//! CLI entry point for the record-filter service.
//!
//! Watches an input folder for `<customer>_<recordtype>_<date>.csv` files
//! and splits their records into per-group output files according to the
//! configured actions.
//!
//! # Usage
//!
//! ```bash
//! record-filter [OPTIONS] [COMMAND]
//!
//! # Watch the input folder until SIGINT/SIGTERM
//! record-filter --config record-filter.json run
//!
//! # Process the files present now, then exit
//! record-filter --config record-filter.json once --json
//!
//! # Validate the configuration and list the actions
//! record-filter --config record-filter.json check
//! ```

#![deny(clippy::all)]
#![warn(missing_docs)]

use std::io::Write;

use camino::{Utf8Path, Utf8PathBuf};
use clap::{Parser, Subcommand};
use rf_core::Config;
use rf_rules::{Condition, StatsSnapshot};
use tracing::info;
use tracing_subscriber::{EnvFilter, Layer, fmt, layer::SubscriberExt, util::SubscriberInitExt};

// =============================================================================
// CLI ARGUMENT TYPES
// =============================================================================

/// Record filter service.
///
/// Reads delimited record files as they arrive in the input folder and
/// writes the records each configured action selects to its own output file.
#[derive(Parser)]
#[command(name = "record-filter", version, about, long_about = None)]
#[command(propagate_version = true)]
struct Cli {
    /// Command to execute (defaults to `run`).
    #[command(subcommand)]
    command: Option<Commands>,

    /// Path to the JSON configuration file.
    #[arg(
        short,
        long,
        global = true,
        env = "RF_CONFIG",
        default_value = "record-filter.json"
    )]
    config: Utf8PathBuf,

    /// Input folder (overrides `inputFolder`).
    #[arg(long, global = true, env = "RF_INPUT")]
    input: Option<Utf8PathBuf>,

    /// Output folder (overrides `outputFolder`).
    #[arg(long, global = true, env = "RF_OUTPUT")]
    output: Option<Utf8PathBuf>,

    /// Log folder for the daily log file (overrides `logFolder`).
    #[arg(long, global = true, env = "RF_LOG")]
    log: Option<Utf8PathBuf>,

    /// Enable verbose logging (debug level).
    #[arg(short, long, global = true)]
    verbose: bool,

    /// Disable colored output.
    #[arg(long, global = true)]
    no_color: bool,
}

/// Available subcommands.
#[derive(Subcommand, Clone, Copy)]
enum Commands {
    /// Watch the input folder until SIGINT/SIGTERM.
    Run,

    /// Process the files currently in the input folder, then exit.
    Once {
        /// Print the final counters as JSON.
        #[arg(long)]
        json: bool,
    },

    /// Validate the configuration and print the resolved actions.
    Check,
}

// =============================================================================
// INITIALIZATION FUNCTIONS
// =============================================================================

/// Log file name inside the log folder; rolled daily.
const LOG_FILE_NAME: &str = "record-filter.log";

/// Builds the log filter.
///
/// Respects `RUST_LOG` if set. Otherwise uses `debug` with `--verbose`,
/// `info` by default, and keeps `notify` at `warn`.
fn env_filter(verbose: bool) -> EnvFilter {
    EnvFilter::try_from_default_env().unwrap_or_else(|_| {
        let level = if verbose { "debug" } else { "info" };
        EnvFilter::new(format!("{level},notify=warn"))
    })
}

/// Initializes the tracing subscriber: console output, plus a daily-rolled
/// file in `log_folder` when one is configured.
///
/// The returned guard flushes the file writer when dropped and must live
/// until the process exits.
fn init_tracing(
    verbose: bool,
    no_color: bool,
    log_folder: Option<&Utf8Path>,
) -> Option<tracing_appender::non_blocking::WorkerGuard> {
    // Check if colors should be disabled (flag or NO_COLOR env var)
    let use_ansi = !no_color && std::env::var("NO_COLOR").is_err();

    let mut guard = None;
    let file_layer = log_folder.map(|folder| {
        let appender = tracing_appender::rolling::daily(folder, LOG_FILE_NAME);
        let (writer, worker_guard) = tracing_appender::non_blocking(appender);
        guard = Some(worker_guard);
        fmt::layer()
            .with_writer(writer)
            .with_ansi(false)
            .with_filter(env_filter(verbose))
    });

    tracing_subscriber::registry()
        .with(file_layer)
        .with(
            fmt::layer()
                .with_target(false)
                .with_ansi(use_ansi)
                .with_filter(env_filter(verbose)),
        )
        .init();

    guard
}

/// Loads the configuration file and applies command-line overrides.
///
/// # Errors
///
/// Returns an error if the file cannot be read or parsed.
fn build_config(cli: &Cli) -> color_eyre::Result<Config> {
    let mut config = Config::load(&cli.config).map_err(|e| {
        color_eyre::eyre::eyre!("Failed to load configuration {}: {}", cli.config, e)
    })?;

    if let Some(input) = &cli.input {
        config.input_folder.clone_from(input);
    }
    if let Some(output) = &cli.output {
        config.output_folder.clone_from(output);
    }
    if let Some(log) = &cli.log {
        config.log_folder = Some(log.clone());
    }

    Ok(config)
}

/// Resolves when SIGINT or (on Unix) SIGTERM is received.
async fn shutdown_signal() {
    #[cfg(unix)]
    {
        use tokio::signal::unix::{SignalKind, signal};

        match signal(SignalKind::terminate()) {
            Ok(mut sigterm) => {
                tokio::select! {
                    _ = tokio::signal::ctrl_c() => info!("Received SIGINT, shutting down"),
                    _ = sigterm.recv() => info!("Received SIGTERM, shutting down"),
                }
            }
            Err(error) => {
                tracing::warn!(error = %error, "SIGTERM handler unavailable");
                let _ = tokio::signal::ctrl_c().await;
                info!("Received SIGINT, shutting down");
            }
        }
    }

    #[cfg(not(unix))]
    {
        let _ = tokio::signal::ctrl_c().await;
        info!("Received Ctrl-C, shutting down");
    }
}

// =============================================================================
// COMMAND IMPLEMENTATIONS
// =============================================================================

/// Runs the service until a shutdown signal arrives.
///
/// # Errors
///
/// Returns an error if the service fails to start.
async fn run_service(config: Config) -> color_eyre::Result<()> {
    let snapshot = rf_service::run(config, shutdown_signal())
        .await
        .map_err(|e| color_eyre::eyre::eyre!("{e:#}"))?;
    info!(
        files = snapshot.files_started,
        records = snapshot.records_evaluated,
        "Record filter stopped"
    );
    Ok(())
}

/// Processes the files present now and prints the counters.
///
/// # Errors
///
/// Returns an error if processing cannot start or output fails.
async fn run_once(config: Config, json: bool) -> color_eyre::Result<()> {
    let snapshot = rf_service::run_once(config)
        .await
        .map_err(|e| color_eyre::eyre::eyre!("{e:#}"))?;

    if json {
        let content = serde_json::to_string_pretty(&snapshot)
            .map_err(|e| color_eyre::eyre::eyre!("Failed to serialize JSON: {}", e))?;
        let stdout = std::io::stdout();
        let mut handle = stdout.lock();
        writeln!(handle, "{content}")?;
    } else {
        print_stats_summary(&snapshot);
    }
    Ok(())
}

/// Validates the configuration and prints the action list.
///
/// # Errors
///
/// Returns an error if the configuration or any action is invalid.
fn run_check(config: &Config) -> color_eyre::Result<()> {
    let processor = rf_service::check(config).map_err(|e| color_eyre::eyre::eyre!("{e:#}"))?;

    let stdout = std::io::stdout();
    let mut handle = stdout.lock();
    writeln!(handle, "Configuration OK")?;
    writeln!(handle, "  Input:  {}", config.input_folder)?;
    writeln!(handle, "  Output: {}", config.output_folder)?;
    if let Some(log) = &config.log_folder {
        writeln!(handle, "  Logs:   {log}")?;
    }
    writeln!(handle)?;
    writeln!(handle, "Actions ({}):", processor.actions().len())?;

    for (action, settings) in processor.actions().iter().zip(&config.actions) {
        writeln!(
            handle,
            "  {} '{}' customers [{}] record types [{}]",
            action.kind(),
            action.group_name(),
            list_or_any(&settings.customers()),
            list_or_any(&settings.record_types()),
        )?;
        for condition in action.conditions() {
            let scope = if condition.is_stateful() {
                " (resets per input file)"
            } else {
                ""
            };
            writeln!(handle, "    - {}{scope}", describe(condition))?;
        }
    }
    Ok(())
}

// =============================================================================
// OUTPUT HELPERS
// =============================================================================

fn list_or_any(values: &[&str]) -> String {
    if values.is_empty() {
        "any".to_owned()
    } else {
        values.join(", ")
    }
}

/// One-line description of a condition.
fn describe(condition: &Condition) -> String {
    match condition {
        Condition::AllInclusive => "allInclusive".to_owned(),
        Condition::Allowed { field, values } => {
            let mut values: Vec<&str> = values.iter().map(String::as_str).collect();
            values.sort_unstable();
            format!("isAllowed {field} in [{}]", values.join(", "))
        }
        Condition::Ranged { field, start, end } => {
            format!("isInRange {field} in {start}..={end}")
        }
        Condition::Duplicate(detector) => {
            format!("isDuplicate on [{}]", detector.fields().join(", "))
        }
    }
}

/// Prints a summary of processing counters.
fn print_stats_summary(stats: &StatsSnapshot) {
    let stdout = std::io::stdout();
    let mut handle = stdout.lock();

    let _ = writeln!(handle);
    let _ = writeln!(handle, "Processing Summary");
    let _ = writeln!(handle, "==================");
    let _ = writeln!(handle);
    let _ = writeln!(handle, "Files processed:   {}", stats.files_started);
    let _ = writeln!(handle, "Files skipped:     {}", stats.files_failed);
    let _ = writeln!(handle, "Records evaluated: {}", stats.records_evaluated);
    let _ = writeln!(handle, "Records written:   {}", stats.records_forwarded);
    let _ = writeln!(handle, "Malformed lines:   {}", stats.malformed_lines);
}

// =============================================================================
// MAIN ENTRY POINT
// =============================================================================

/// Application entry point.
#[tokio::main]
async fn main() -> color_eyre::Result<()> {
    // 1. Install color-eyre FIRST (before any potential panics)
    color_eyre::install()?;

    // 2. Parse CLI arguments and load the configuration
    let cli = Cli::parse();
    let config = build_config(&cli)?;

    // 3. Initialize tracing; the guard keeps the log file writer alive
    let _log_guard = init_tracing(cli.verbose, cli.no_color, config.log_folder.as_deref());

    // 4. Route to appropriate command
    match cli.command.unwrap_or(Commands::Run) {
        Commands::Run => run_service(config).await,
        Commands::Once { json } => run_once(config, json).await,
        Commands::Check => run_check(&config),
    }
}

________________________________________

> **YOUR GOAL**
Which lines of the data hold the string "shutting"? Return each of them.

> **OUTPUT BELOW**
                    _ = tokio::signal::ctrl_c() => info!("Received SIGINT, shutting down"),
                    _ = sigterm.recv() => info!("Received SIGTERM, shutting down"),
                info!("Received SIGINT, shutting down");
        info!("Received Ctrl-C, shutting down");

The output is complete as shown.